> BRIEF
The required output is a copy of each line in the material below that includes "Uuid".

── PROVIDED MATERIAL ──

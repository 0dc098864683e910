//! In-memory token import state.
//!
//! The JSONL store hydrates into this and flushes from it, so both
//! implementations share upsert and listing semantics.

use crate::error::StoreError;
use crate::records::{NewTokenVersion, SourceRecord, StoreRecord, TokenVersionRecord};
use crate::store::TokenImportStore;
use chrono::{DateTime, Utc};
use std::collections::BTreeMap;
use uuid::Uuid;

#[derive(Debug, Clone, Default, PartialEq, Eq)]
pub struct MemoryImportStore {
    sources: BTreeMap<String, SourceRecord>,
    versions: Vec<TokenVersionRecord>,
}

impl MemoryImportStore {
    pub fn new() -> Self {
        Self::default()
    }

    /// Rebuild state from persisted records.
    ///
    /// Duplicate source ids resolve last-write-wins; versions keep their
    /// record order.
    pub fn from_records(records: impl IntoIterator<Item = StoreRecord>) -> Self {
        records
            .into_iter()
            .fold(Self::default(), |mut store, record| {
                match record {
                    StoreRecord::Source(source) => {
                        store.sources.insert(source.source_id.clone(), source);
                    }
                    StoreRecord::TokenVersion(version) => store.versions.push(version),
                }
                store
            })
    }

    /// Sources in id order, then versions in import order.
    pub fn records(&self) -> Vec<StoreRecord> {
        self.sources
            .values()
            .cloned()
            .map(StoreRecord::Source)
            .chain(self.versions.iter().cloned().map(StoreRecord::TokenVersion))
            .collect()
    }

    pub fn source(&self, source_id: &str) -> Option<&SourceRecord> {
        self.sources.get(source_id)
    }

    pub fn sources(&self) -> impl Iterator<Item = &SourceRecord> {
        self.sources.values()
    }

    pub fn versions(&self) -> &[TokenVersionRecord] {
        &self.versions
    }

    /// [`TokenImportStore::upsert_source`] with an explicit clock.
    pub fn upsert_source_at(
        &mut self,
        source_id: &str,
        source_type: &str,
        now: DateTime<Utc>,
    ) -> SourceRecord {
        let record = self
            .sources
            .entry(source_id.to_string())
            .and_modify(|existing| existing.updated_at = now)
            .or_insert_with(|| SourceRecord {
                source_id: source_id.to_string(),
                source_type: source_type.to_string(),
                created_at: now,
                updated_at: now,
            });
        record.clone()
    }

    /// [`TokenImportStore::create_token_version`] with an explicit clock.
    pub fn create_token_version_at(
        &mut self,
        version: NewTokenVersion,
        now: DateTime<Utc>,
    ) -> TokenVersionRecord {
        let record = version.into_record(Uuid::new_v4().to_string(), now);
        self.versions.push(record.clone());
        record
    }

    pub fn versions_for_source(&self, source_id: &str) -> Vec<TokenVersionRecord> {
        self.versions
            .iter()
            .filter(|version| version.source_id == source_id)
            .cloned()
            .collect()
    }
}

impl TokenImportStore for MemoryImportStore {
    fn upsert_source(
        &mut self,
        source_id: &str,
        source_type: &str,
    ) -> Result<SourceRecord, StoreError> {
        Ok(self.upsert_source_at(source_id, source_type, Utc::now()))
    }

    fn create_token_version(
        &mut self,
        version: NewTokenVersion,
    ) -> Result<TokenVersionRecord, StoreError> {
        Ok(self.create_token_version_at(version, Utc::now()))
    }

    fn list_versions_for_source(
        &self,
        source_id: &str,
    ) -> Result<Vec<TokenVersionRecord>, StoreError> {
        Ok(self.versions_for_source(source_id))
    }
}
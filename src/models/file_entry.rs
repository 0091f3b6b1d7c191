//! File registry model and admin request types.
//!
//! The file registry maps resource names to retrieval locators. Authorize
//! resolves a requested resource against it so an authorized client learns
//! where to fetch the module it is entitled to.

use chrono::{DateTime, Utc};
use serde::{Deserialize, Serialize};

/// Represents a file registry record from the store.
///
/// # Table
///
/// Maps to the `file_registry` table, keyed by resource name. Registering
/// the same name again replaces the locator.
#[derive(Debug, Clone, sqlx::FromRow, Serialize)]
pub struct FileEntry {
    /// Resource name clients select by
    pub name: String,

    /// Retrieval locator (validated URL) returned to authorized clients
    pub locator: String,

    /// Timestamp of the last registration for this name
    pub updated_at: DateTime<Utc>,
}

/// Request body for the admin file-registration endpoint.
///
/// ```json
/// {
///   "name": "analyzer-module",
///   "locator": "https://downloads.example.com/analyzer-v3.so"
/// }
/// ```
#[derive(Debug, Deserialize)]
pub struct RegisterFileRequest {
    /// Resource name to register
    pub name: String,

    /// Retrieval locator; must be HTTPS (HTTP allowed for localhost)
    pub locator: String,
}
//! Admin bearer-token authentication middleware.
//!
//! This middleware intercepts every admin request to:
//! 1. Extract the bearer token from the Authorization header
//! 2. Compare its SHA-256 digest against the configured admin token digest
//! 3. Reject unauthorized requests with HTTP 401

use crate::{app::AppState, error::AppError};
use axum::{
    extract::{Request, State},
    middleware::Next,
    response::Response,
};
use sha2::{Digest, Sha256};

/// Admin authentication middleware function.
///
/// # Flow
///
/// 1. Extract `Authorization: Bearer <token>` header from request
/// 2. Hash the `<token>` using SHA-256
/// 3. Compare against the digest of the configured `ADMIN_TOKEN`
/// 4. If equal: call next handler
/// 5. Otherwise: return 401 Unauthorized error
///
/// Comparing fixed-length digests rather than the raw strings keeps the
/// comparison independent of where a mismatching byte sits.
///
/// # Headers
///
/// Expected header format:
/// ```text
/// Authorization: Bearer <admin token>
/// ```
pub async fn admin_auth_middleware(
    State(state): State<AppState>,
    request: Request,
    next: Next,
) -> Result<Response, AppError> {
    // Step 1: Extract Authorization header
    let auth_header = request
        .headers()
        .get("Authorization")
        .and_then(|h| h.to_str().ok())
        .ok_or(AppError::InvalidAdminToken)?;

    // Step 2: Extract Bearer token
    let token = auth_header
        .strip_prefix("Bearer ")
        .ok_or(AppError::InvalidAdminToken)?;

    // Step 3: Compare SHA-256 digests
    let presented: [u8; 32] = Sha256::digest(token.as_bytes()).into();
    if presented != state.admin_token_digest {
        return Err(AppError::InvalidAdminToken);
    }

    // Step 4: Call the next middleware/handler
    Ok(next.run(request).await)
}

───

> YOUR SOLUTION
use uuid::Uuid;
        let record = version.into_record(Uuid::new_v4().to_string(), now);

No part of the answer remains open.